Aim of the exercise → The lines wanted run from the first one below through the one with "let Some(view) = event.view". Return them exactly.

[[ The input open ]]

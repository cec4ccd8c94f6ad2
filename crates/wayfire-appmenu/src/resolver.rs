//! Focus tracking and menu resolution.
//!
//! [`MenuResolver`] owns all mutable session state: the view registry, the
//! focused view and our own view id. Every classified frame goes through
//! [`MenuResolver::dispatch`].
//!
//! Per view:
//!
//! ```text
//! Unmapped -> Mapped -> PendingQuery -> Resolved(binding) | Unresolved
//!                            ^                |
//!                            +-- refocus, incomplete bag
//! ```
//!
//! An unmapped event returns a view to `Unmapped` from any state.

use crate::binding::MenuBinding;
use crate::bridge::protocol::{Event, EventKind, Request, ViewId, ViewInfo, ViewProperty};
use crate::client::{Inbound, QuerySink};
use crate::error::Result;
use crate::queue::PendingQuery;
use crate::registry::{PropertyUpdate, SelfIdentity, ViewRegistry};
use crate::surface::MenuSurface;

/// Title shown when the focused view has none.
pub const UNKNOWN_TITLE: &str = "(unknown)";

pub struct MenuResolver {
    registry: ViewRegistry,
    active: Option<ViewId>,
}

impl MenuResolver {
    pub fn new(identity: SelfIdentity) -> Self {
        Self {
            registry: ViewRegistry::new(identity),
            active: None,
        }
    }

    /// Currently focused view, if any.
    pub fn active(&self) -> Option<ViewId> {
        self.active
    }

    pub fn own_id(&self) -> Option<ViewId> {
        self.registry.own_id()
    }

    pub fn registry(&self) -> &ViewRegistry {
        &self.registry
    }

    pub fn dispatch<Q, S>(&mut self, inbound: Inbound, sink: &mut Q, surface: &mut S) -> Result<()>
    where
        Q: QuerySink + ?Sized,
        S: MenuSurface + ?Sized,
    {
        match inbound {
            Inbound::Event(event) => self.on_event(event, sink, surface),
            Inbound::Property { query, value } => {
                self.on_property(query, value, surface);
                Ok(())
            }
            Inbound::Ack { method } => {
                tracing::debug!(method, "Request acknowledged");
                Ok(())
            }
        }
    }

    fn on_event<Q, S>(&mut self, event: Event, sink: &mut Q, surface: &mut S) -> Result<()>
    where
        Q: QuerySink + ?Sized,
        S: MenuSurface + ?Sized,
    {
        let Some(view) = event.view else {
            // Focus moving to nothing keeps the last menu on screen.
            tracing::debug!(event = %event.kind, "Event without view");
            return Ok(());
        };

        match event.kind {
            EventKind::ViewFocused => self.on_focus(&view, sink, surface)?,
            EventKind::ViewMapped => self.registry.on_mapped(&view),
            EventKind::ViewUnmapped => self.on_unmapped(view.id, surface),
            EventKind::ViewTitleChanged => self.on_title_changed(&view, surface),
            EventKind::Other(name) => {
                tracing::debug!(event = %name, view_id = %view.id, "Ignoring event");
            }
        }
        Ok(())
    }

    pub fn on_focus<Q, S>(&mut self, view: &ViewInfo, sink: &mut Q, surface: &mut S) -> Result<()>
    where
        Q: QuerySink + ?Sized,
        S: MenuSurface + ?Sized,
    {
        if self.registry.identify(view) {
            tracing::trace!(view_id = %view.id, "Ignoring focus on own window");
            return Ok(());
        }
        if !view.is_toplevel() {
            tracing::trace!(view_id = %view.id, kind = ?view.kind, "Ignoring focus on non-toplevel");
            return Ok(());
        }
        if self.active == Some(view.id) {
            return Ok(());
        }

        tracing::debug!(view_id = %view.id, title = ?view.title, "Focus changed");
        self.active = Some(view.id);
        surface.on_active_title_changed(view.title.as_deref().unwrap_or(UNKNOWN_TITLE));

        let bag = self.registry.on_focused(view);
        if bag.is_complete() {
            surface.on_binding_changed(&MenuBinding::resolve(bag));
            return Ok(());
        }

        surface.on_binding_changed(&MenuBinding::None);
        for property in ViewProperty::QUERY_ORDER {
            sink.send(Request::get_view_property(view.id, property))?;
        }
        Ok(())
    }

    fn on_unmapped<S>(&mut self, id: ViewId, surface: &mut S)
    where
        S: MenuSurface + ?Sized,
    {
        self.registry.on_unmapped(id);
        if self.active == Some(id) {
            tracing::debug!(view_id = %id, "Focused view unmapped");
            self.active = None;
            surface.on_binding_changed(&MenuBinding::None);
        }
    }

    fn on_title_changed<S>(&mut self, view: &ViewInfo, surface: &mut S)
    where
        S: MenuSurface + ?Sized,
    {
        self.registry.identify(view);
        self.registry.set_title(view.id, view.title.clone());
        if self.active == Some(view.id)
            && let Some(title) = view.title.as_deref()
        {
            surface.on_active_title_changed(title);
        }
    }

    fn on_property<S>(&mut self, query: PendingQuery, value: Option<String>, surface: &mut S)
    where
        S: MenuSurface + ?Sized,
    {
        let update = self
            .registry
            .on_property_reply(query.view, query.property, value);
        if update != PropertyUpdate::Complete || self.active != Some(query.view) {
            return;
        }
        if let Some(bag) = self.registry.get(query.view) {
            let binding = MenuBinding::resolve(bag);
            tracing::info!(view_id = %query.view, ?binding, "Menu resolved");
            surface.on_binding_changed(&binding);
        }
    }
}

[[ The input closed ]]

Task result →
repository cec4ccd8c94f6ad2
filename crates/wayfire-appmenu/src/resolver.rs
//! Focus tracking and menu resolution.
//!
//! [`MenuResolver`] owns all mutable session state: the view registry, the
//! focused view and our own view id. Every classified frame goes through
//! [`MenuResolver::dispatch`].
//!
//! Per view:
//!
//! ```text
//! Unmapped -> Mapped -> PendingQuery -> Resolved(binding) | Unresolved
//!                            ^                |
//!                            +-- refocus, incomplete bag
//! ```
//!
//! An unmapped event returns a view to `Unmapped` from any state.

use crate::binding::MenuBinding;
use crate::bridge::protocol::{Event, EventKind, Request, ViewId, ViewInfo, ViewProperty};
use crate::client::{Inbound, QuerySink};
use crate::error::Result;
use crate::queue::PendingQuery;
use crate::registry::{PropertyUpdate, SelfIdentity, ViewRegistry};
use crate::surface::MenuSurface;

/// Title shown when the focused view has none.
pub const UNKNOWN_TITLE: &str = "(unknown)";

pub struct MenuResolver {
    registry: ViewRegistry,
    active: Option<ViewId>,
}

impl MenuResolver {
    pub fn new(identity: SelfIdentity) -> Self {
        Self {
            registry: ViewRegistry::new(identity),
            active: None,
        }
    }

    /// Currently focused view, if any.
    pub fn active(&self) -> Option<ViewId> {
        self.active
    }

    pub fn own_id(&self) -> Option<ViewId> {
        self.registry.own_id()
    }

    pub fn registry(&self) -> &ViewRegistry {
        &self.registry
    }

    pub fn dispatch<Q, S>(&mut self, inbound: Inbound, sink: &mut Q, surface: &mut S) -> Result<()>
    where
        Q: QuerySink + ?Sized,
        S: MenuSurface + ?Sized,
    {
        match inbound {
            Inbound::Event(event) => self.on_event(event, sink, surface),
            Inbound::Property { query, value } => {
                self.on_property(query, value, surface);
                Ok(())
            }
            Inbound::Ack { method } => {
                tracing::debug!(method, "Request acknowledged");
                Ok(())
            }
        }
    }

    fn on_event<Q, S>(&mut self, event: Event, sink: &mut Q, surface: &mut S) -> Result<()>
    where
        Q: QuerySink + ?Sized,
        S: MenuSurface + ?Sized,
    {
        let Some(view) = event.view else {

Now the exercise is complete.